■ Exercise prompt ■
Filter the entries below down to the lines that hold "bool".

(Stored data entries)
■ ■ ■ ■ ■

//! Answer types.
//!
//! Callers submit one of five raw answers. Only `yes` and `no` are stored;
//! everything else is folded into one of those before it reaches the filter.

use serde::{Deserialize, Serialize};
use std::fmt;
use std::str::FromStr;

/// Raw answer as typed or clicked by the player
#[derive(Debug, Clone, Copy, PartialEq, Eq, Hash, Serialize, Deserialize)]
#[serde(rename_all = "snake_case")]
pub enum RawAnswer {
    Yes,
    No,
    Unknown,
    Probably,
    ProbablyNot,
}

impl RawAnswer {
    pub const ALL: [RawAnswer; 5] = [
        RawAnswer::Yes,
        RawAnswer::No,
        RawAnswer::Unknown,
        RawAnswer::Probably,
        RawAnswer::ProbablyNot,
    ];

    pub fn as_str(&self) -> &'static str {
        match self {
            Self::Yes => "yes",
            Self::No => "no",
            Self::Unknown => "unknown",
            Self::Probably => "probably",
            Self::ProbablyNot => "probably_not",
        }
    }
}

impl fmt::Display for RawAnswer {
    fn fmt(&self, f: &mut fmt::Formatter<'_>) -> fmt::Result {
        f.write_str(self.as_str())
    }
}

impl FromStr for RawAnswer {
    type Err = String;

    /// Accepts the canonical tokens plus the short forms used by the terminal prompt
    fn from_str(s: &str) -> Result<Self, Self::Err> {
        match s.trim().to_ascii_lowercase().as_str() {
            "yes" | "y" => Ok(Self::Yes),
            "no" | "n" => Ok(Self::No),
            "unknown" | "u" | "?" | "dont_know" => Ok(Self::Unknown),
            "probably" | "p" => Ok(Self::Probably),
            "probably_not" | "probably-not" | "pn" => Ok(Self::ProbablyNot),
            other => Err(format!(
                "Invalid answer: '{}'. Valid values: yes, no, unknown, probably, probably_not",
                other
            )),
        }
    }
}

/// Normalized answer, the only form the filter and classifier ever see
#[derive(Debug, Clone, Copy, PartialEq, Eq, Hash, Serialize, Deserialize)]
#[serde(rename_all = "snake_case")]
pub enum Answer {
    Yes,
    No,
}

impl Answer {
    pub fn as_bool(&self) -> bool {
        matches!(self, Answer::Yes)
    }

    pub fn as_str(&self) -> &'static str {
        match self {
            Self::Yes => "yes",
            Self::No => "no",
        }
    }
}

impl From<bool> for Answer {
    fn from(value: bool) -> Self {
        if value {
            Answer::Yes
        } else {
            Answer::No
        }
    }
}

impl From<Answer> for RawAnswer {
    fn from(answer: Answer) -> Self {
        match answer {
            Answer::Yes => RawAnswer::Yes,
            Answer::No => RawAnswer::No,
        }
    }
}

impl fmt::Display for Answer {
    fn fmt(&self, f: &mut fmt::Formatter<'_>) -> fmt::Result {
        f.write_str(self.as_str())
    }
}

/// Fold a raw answer into yes/no.
///
/// `unknown` becomes `no`, so an unsure player still filters out every
/// entity that has the attribute.
pub fn record_answer(raw: RawAnswer) -> Answer {
    match raw {
        RawAnswer::Yes | RawAnswer::Probably => Answer::Yes,
        RawAnswer::No | RawAnswer::ProbablyNot | RawAnswer::Unknown => Answer::No,
    }
}

/// One stored (attribute, answer) pair of a game session
#[derive(Debug, Clone, PartialEq, Eq, Serialize, Deserialize)]
pub struct AnswerRecord {
    pub attribute: String,
    pub answer: Answer,
}

impl AnswerRecord {
    pub fn new(attribute: impl Into<String>, answer: Answer) -> Self {
        Self {
            attribute: attribute.into(),
            answer,
        }
    }

    /// Normalize and wrap a raw answer
    pub fn from_raw(attribute: impl Into<String>, raw: RawAnswer) -> Self {
        Self::new(attribute, record_answer(raw))
    }

    pub fn yes(attribute: impl Into<String>) -> Self {
        Self::new(attribute, Answer::Yes)
    }

    pub fn no(attribute: impl Into<String>) -> Self {
        Self::new(attribute, Answer::No)
    }
}

/// Parse `key=answer` pairs, e.g. `actor=yes,musician=probably_not`
pub fn parse_answer_pairs(input: &str) -> Result<Vec<AnswerRecord>, String> {
    input
        .split(',')
        .map(str::trim)
        .filter(|pair| !pair.is_empty())
        .map(|pair| {
            let (key, value) = pair
                .split_once('=')
                .ok_or_else(|| format!("Expected key=answer, got '{}'", pair))?;
            let raw: RawAnswer = value.parse()?;
            Ok(AnswerRecord::from_raw(key.trim(), raw))
        })
        .collect()
}

#[cfg(test)]
mod tests {
    use super::*;

    #[test]
    fn test_normalization_table() {
        assert_eq!(record_answer(RawAnswer::Yes), Answer::Yes);
        assert_eq!(record_answer(RawAnswer::Probably), Answer::Yes);
        assert_eq!(record_answer(RawAnswer::No), Answer::No);
        assert_eq!(record_answer(RawAnswer::ProbablyNot), Answer::No);
        assert_eq!(record_answer(RawAnswer::Unknown), Answer::No);
    }

    #[test]
    fn test_normalization_idempotent() {
        for raw in RawAnswer::ALL {
            let once = record_answer(raw);
            let twice = record_answer(RawAnswer::from(once));
            assert_eq!(once, twice, "re-normalizing {} changed it", raw);
        }
    }

    #[test]
    fn test_parse_raw_tokens() {
        assert_eq!("YES".parse::<RawAnswer>().unwrap(), RawAnswer::Yes);
        assert_eq!(" pn ".parse::<RawAnswer>().unwrap(), RawAnswer::ProbablyNot);
        assert_eq!("probably_not".parse::<RawAnswer>().unwrap(), RawAnswer::ProbablyNot);
        assert!("maybe".parse::<RawAnswer>().is_err());
    }

    #[test]
    fn test_serde_snake_case() {
        let json = serde_json::to_string(&RawAnswer::ProbablyNot).unwrap();
        assert_eq!(json, "\"probably_not\"");
        let rec: AnswerRecord =
            serde_json::from_str(r#"{"attribute":"actor","answer":"yes"}"#).unwrap();
        assert_eq!(rec, AnswerRecord::yes("actor"));
    }

    #[test]
    fn test_parse_answer_pairs() {
        let recs = parse_answer_pairs("actor=yes, musician=unknown,").unwrap();
        assert_eq!(recs, vec![AnswerRecord::yes("actor"), AnswerRecord::no("musician")]);
        assert!(parse_answer_pairs("actor").is_err());
        assert!(parse_answer_pairs("actor=sometimes").is_err());
    }
}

■ ■ ■ ■ ■

■ Answer section ■
    pub fn as_bool(&self) -> bool {
impl From<bool> for Answer {
    fn from(value: bool) -> Self {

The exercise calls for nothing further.